The task – Among the lines of the data, copy those that hold "rcode".

Collected data entries
──────────────────────────────
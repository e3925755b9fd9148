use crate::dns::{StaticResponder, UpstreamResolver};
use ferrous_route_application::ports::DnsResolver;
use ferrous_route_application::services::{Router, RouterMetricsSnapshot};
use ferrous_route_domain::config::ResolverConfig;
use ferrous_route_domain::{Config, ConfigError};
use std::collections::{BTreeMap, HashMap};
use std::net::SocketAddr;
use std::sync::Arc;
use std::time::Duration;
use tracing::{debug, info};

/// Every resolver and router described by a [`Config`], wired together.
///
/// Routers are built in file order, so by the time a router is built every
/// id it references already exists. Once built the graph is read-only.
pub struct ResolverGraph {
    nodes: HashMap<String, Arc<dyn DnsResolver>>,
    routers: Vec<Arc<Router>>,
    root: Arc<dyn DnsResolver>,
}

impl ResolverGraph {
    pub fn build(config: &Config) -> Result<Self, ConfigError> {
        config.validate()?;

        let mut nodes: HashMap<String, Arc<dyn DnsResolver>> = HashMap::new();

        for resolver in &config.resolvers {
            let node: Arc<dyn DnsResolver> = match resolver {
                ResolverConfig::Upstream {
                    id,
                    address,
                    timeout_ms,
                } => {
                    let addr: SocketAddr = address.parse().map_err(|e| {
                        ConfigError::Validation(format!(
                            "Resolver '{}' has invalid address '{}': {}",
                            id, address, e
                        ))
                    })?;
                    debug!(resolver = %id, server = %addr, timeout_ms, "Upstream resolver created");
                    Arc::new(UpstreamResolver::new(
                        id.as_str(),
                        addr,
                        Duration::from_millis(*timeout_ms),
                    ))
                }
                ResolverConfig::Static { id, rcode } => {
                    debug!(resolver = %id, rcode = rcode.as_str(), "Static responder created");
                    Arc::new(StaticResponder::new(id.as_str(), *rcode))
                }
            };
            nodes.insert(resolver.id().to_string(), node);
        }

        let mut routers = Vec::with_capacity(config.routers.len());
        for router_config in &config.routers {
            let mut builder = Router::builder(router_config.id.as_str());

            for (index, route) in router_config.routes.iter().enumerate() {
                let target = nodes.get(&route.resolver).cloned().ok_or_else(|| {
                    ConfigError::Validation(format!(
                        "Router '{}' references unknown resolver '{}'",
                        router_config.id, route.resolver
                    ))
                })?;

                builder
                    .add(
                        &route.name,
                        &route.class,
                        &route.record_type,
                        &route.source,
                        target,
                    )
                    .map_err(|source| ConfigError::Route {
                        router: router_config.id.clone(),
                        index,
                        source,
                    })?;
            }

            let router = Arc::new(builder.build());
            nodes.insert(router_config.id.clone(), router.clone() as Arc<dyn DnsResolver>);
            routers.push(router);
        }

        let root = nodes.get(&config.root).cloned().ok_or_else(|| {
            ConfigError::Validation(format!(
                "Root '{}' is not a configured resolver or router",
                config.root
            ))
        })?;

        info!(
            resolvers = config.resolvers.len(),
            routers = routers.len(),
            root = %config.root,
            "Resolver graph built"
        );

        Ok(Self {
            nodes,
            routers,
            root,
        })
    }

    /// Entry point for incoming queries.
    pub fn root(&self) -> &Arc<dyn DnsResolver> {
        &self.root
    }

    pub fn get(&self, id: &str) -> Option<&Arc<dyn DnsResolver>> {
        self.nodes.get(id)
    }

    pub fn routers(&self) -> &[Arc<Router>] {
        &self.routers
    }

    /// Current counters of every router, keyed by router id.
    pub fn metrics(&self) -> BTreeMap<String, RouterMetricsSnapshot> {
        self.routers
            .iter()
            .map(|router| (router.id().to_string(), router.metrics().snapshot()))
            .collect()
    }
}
──────────────────────────────
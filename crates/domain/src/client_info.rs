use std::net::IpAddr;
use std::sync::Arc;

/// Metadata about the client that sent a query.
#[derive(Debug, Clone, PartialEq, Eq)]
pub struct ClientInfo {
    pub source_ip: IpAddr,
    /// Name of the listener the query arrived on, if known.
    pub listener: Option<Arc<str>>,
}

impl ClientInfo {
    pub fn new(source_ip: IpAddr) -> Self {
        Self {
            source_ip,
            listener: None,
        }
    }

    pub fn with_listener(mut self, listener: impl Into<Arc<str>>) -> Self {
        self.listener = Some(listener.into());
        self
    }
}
──────────────────────────────
Written solution –
                ResolverConfig::Static { id, rcode } => {
                    debug!(resolver = %id, rcode = rcode.as_str(), "Static responder created");
                    Arc::new(StaticResponder::new(id.as_str(), *rcode))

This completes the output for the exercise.